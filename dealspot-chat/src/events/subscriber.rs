use std::sync::Arc;

use diesel::prelude::*;
use futures_lite::StreamExt;
use lapin::options::BasicAckOptions;
use uuid::Uuid;

use dealspot_shared::types::event::{payloads, routing_keys, Event};

use crate::models::{ChatPreferences, NewChannelMember};
use crate::schema::{channel_members, channels, chat_preferences};
use crate::AppState;

/// Listen for identity.user.registered events and auto-enroll new users
/// into the global channel.
pub async fn listen_user_registered(state: Arc<AppState>) -> anyhow::Result<()> {
    let consumer = state
        .rabbitmq
        .subscribe(
            "dealspot-chat.identity.user.registered",
            &[routing_keys::IDENTITY_USER_REGISTERED],
        )
        .await?;

    tracing::info!("listening for identity.user.registered events");

    let mut consumer = consumer;
    while let Some(delivery) = consumer.next().await {
        match delivery {
            Ok(delivery) => {
                match serde_json::from_slice::<Event<payloads::UserRegistered>>(&delivery.data) {
                    Ok(event) => {
                        let user_id = event.data.user_id;
                        tracing::info!(user_id = %user_id, "received user.registered event");

                        if let Err(e) = enroll_in_global_channel(&state.db, user_id) {
                            tracing::error!(
                                error = %e,
                                user_id = %user_id,
                                "failed to enroll user in global channel"
                            );
                        }
                    }
                    Err(e) => {
                        tracing::error!(error = %e, "failed to deserialize user.registered event");
                    }
                }
                let _ = delivery.ack(BasicAckOptions::default()).await;
            }
            Err(e) => {
                tracing::error!(error = %e, "consumer error");
            }
        }
    }

    Ok(())
}

/// Add the user to the global channel and seed default preferences. Both
/// inserts are idempotent so event redelivery is harmless.
fn enroll_in_global_channel(db: &crate::DbPool, user_id: Uuid) -> anyhow::Result<()> {
    let mut conn = db.get()?;

    let global_id: Option<Uuid> = channels::table
        .filter(channels::is_global.eq(true))
        .filter(channels::is_active.eq(true))
        .select(channels::id)
        .first::<Uuid>(&mut conn)
        .optional()?;

    let Some(channel_id) = global_id else {
        anyhow::bail!("global channel is not provisioned");
    };

    diesel::insert_into(channel_members::table)
        .values(&NewChannelMember { channel_id, user_id })
        .on_conflict_do_nothing()
        .execute(&mut conn)?;

    diesel::insert_into(chat_preferences::table)
        .values(&ChatPreferences::defaults_for(user_id))
        .on_conflict_do_nothing()
        .execute(&mut conn)?;

    tracing::info!(user_id = %user_id, channel_id = %channel_id, "user enrolled in global channel");
    Ok(())
}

WHAT YOU WILL DO. Beginning at the top of the entries above, output each line exactly, and end with the line in which "the global channel." appears.

SOLUTION BELOW.
filename dealspot-chat/src/events/subscriber.rs
use std::sync::Arc;

use diesel::prelude::*;
use futures_lite::StreamExt;
use lapin::options::BasicAckOptions;
use uuid::Uuid;

use dealspot_shared::types::event::{payloads, routing_keys, Event};

use crate::models::{ChatPreferences, NewChannelMember};
use crate::schema::{channel_members, channels, chat_preferences};
use crate::AppState;

/// Listen for identity.user.registered events and auto-enroll new users
/// into the global channel.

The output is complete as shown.